Before this week’s post, there’s a panel discussion on, yup you guessed it, BFR tomorrow, Wednesday (April 28th) at 6:30PM at Alta Physical Therapy in Boulder, (2955 Baseline Road, Boulder CO 80303). The panelists will be one time junior phenom runner & now coach Melody Fairchild, Olympic 10 000m & Marathon runner Alan Culpepper, Danny Abshire, designer of the Newton running shoe, top running physical therapist, Charlie Merrill, Aaron Anderson, pedorthist extraordinaire & myself. As has seemed to be the case with BFR in its latest Born to Run incarnation, enthusiasm (to put a euphemistic bent on it), is running high. Moderator Barry Siff would seem to have his work cut out for him.
Any way, if you live in the Boulder/Denver area & you are interested, we’d love to see you.

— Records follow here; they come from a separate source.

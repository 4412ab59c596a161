#![allow(dead_code)]

use std::fs::File;
use std::io::Write;
use std::path::{Path, PathBuf};

use encoding_rs::WINDOWS_1252;
use tempfile::{TempDir, tempdir};

/// Semicolon-separated export in the shape the tool is usually fed.
pub const PRODUCTION_CSV: &str = "\
Etapa;Unidade;Produto;Valor;Custo
Corte;Norte;Mesa;10;2,5
Corte;Sul;Cadeira;5;1,5
Montagem;Norte;Mesa;-3;4
Corte;Norte;Mesa;0;1
Corte;Norte;Mesa;2,5;abc
";

pub fn fixture_path(name: &str) -> PathBuf {
    PathBuf::from(env!("CARGO_MANIFEST_DIR"))
        .join("tests")
        .join("data")
        .join(name)
}

/// Scratch directory helper that cleans up files automatically on drop.
pub struct TestWorkspace {
    temp_dir: TempDir,
}

impl TestWorkspace {
    /// Creates a fresh scratch directory for the current test case.
    pub fn new() -> Self {
        Self {
            temp_dir: tempdir().expect("temp dir"),
        }
    }

    /// Returns the root path for all files owned by this workspace.
    pub fn path(&self) -> &Path {
        self.temp_dir.path()
    }

    /// Writes `contents` as UTF-8 into a file under the workspace and returns the path.
    pub fn write(&self, name: &str, contents: &str) -> PathBuf {
        self.write_bytes(name, contents.as_bytes())
    }

    /// Writes `contents` encoded as ISO-8859-1 (windows-1252).
    pub fn write_latin1(&self, name: &str, contents: &str) -> PathBuf {
        let (encoded, _, had_errors) = WINDOWS_1252.encode(contents);
        assert!(!had_errors, "contents not representable in latin-1");
        self.write_bytes(name, &encoded)
    }

    pub fn write_bytes(&self, name: &str, contents: &[u8]) -> PathBuf {
        let path = self.temp_dir.path().join(name);
        let mut file = File::create(&path).expect("create temp file");
        file.write_all(contents).expect("write temp file contents");
        path
    }
}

Perhaps I’ll need your support as the battle may be bloody as the enthusiasts on either extreme edge of the spectrum vie to get their point across! Just kidding – it ought to be a blast.
HILL RUNNING
Hill running seems to be somewhat under-utilized by runners & triathletes in the USA in my experience, I am not sure if it’s a seasonal thing – in Africa we can run hard outdoors all year around, here it seems conditions limit what you can do quality-wise in the winter months & I don’t hear of a lot of people doing formal hill repeats on a treadmill. I have found runners get really close to their peak form after a series of hill repeats & that repeat work on the track adds some further benefit, but the risks of injury are far greater.
Hills don’t help you gain concentration skills much, (steady state runs on the flat do that!), as they allow you to run only as hard as you can, but boy do they help your functional strength & VO2 max if applied correctly. Hills are the ultimate tool when it comes to self-determining intensity; no matter what set of repeats you planned your form will soon tell you when the best laid plans are to be reviewed. Allow form to be your guide – if you figured on 75sec repeats & bits start flying off at 50sec, then 50sec is what was required at that effort. Use time rather than distance on hill repeats.

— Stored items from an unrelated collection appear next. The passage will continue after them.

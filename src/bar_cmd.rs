use anyhow::{Context, Result};
use log::{info, warn};

use crate::{
    aggregate::AggregateMode,
    chart::{self, BarChart},
    cli::BarArgs,
    frame::format_number,
    table::{self, Align},
};

pub const EMPTY_AGGREGATE_MESSAGE: &str = "No data to aggregate.";

pub fn execute(args: &BarArgs) -> Result<()> {
    let session = crate::open_session(&args.input, &args.roles)?;
    let mode = AggregateMode::from(args.aggregation);
    let rows = session
        .bar(&args.category, &args.value, mode)
        .with_context(|| format!("Aggregating {:?}", args.input.input))?;

    if rows.is_empty() {
        warn!(
            "No rows with both '{}' and '{}' present",
            args.category, args.value
        );
    }

    let payload = BarChart::from_rows(&rows, &args.category, &args.value, mode);
    if args.json || args.output.is_some() {
        chart::write_json(args.output.as_deref(), &payload)?;
    } else if rows.is_empty() {
        println!("{EMPTY_AGGREGATE_MESSAGE}");
        return Ok(());
    } else {
        println!("{}", payload.title);
        let rendered = rows
            .iter()
            .map(|row| vec![row.category.clone(), format_number(row.value)])
            .collect::<Vec<_>>();
        table::print_table(
            &[args.category.clone(), args.value.clone()],
            &rendered,
            &[Align::Left, Align::Right],
        );
    }
    info!("{} of '{}' over {} category row(s)", mode, args.value, rows.len());
    Ok(())
}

Hills are a great way to build specific speed without hurting yourself, because you are fighting gravity you are not running as fast & putting yourself down more softly. A pace on the flat that delivers the physiological stress you require may be challenging your joints & connective tissue/fascia more because of heightened centrifugal force from greater velocity. But on the hill, the same effort physiologically produces less damaging forces, but the same bang for your training buck. Conversely of course what goes up must come down & here you need to either take short soft quick running steps or walk, or Lydiard-style, pick a long hill with side streets that run with the contour (i.e. flat) upon which you recover.

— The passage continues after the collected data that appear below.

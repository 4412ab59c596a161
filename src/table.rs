//! Elastic console tables for previews, node/link listings, and aggregates.

use std::borrow::Cow;
use std::fmt::Write as _;

#[derive(Debug, Clone, Copy, PartialEq, Eq, Default)]
pub enum Align {
    #[default]
    Left,
    Right,
}

pub fn render_table(headers: &[String], rows: &[Vec<String>]) -> String {
    render_aligned(headers, rows, &[])
}

/// Renders with per-column alignment; columns beyond `aligns` are left-aligned.
pub fn render_aligned(headers: &[String], rows: &[Vec<String>], aligns: &[Align]) -> String {
    let column_count = headers.len();
    let mut widths = headers.iter().map(|h| display_width(h)).collect::<Vec<_>>();

    for row in rows {
        for (idx, cell) in row.iter().enumerate().take(column_count) {
            widths[idx] = widths[idx].max(display_width(cell));
        }
    }

    for width in &mut widths {
        *width = (*width).max(1);
    }

    let mut output = String::new();
    let _ = writeln!(output, "{}", format_row(headers, &widths, aligns));

    let separator_widths = widths.iter().map(|w| (*w).max(3)).collect::<Vec<usize>>();
    let separator_cells = separator_widths
        .iter()
        .map(|w| "-".repeat(*w))
        .collect::<Vec<_>>();
    let _ = writeln!(
        output,
        "{}",
        format_row(&separator_cells, &separator_widths, &[])
    );

    for row in rows {
        let _ = writeln!(output, "{}", format_row(row, &widths, aligns));
    }

    output
}

pub fn print_table(headers: &[String], rows: &[Vec<String>], aligns: &[Align]) {
    print!("{}", render_aligned(headers, rows, aligns));
}

fn format_row(values: &[String], widths: &[usize], aligns: &[Align]) -> String {
    let mut cells = Vec::with_capacity(values.len());
    for (idx, value) in values.iter().enumerate() {
        let Some(width) = widths.get(idx).copied() else {
            break;
        };
        let sanitized = sanitize_cell(value);
        let padding = " ".repeat(width.saturating_sub(display_width(sanitized.as_ref())));
        let cell = match aligns.get(idx).copied().unwrap_or_default() {
            Align::Left => format!("{sanitized}{padding}"),
            Align::Right => format!("{padding}{sanitized}"),
        };
        cells.push(cell);
    }
    let mut line = cells.join("  ");
    while line.ends_with(' ') {
        line.pop();
    }
    line
}

fn display_width(value: &str) -> usize {
    let mut width = 0usize;
    let mut chars = value.chars();
    while let Some(ch) = chars.next() {
        if ch == '\u{1b}' {
            // ANSI escape, e.g. \x1b[31m
            for next in chars.by_ref() {
                if next == 'm' {
                    break;
                }
            }
        } else {
            width += 1;
        }
    }
    width
}

fn sanitize_cell(value: &str) -> Cow<'_, str> {
    if value.contains(['\n', '\r', '\t']) {
        Cow::Owned(value.replace(['\n', '\r', '\t'], " "))
    } else {
        Cow::Borrowed(value)
    }
}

Build to hill repeats as follows: Do a few runs on particularly hilly, rolling courses. Then progress to running those same routes, but accelerating the climbs & recovering on the downs & flats & then progress to formal hill repeats.
A word of caution to the over-zealous – don’t do hills without your ego in check! One of the US greats & definitely a humble individual with no ego issues at all is Dathan Ritzenhein – he gave me good insight on how to do hills. Dathan, the current US 5000m record holder discovered that he might have been doing his hill repeats too hard & too steeply, even perhaps too often, as he was getting injured in the ankle. He switched to shallower, longer & therefore less intense hills, stayed injury free & went sub 13min for 5km.
Have fun in them thar hills – your improved performances will be ample reward for slogging up the same flippin hill multiple times!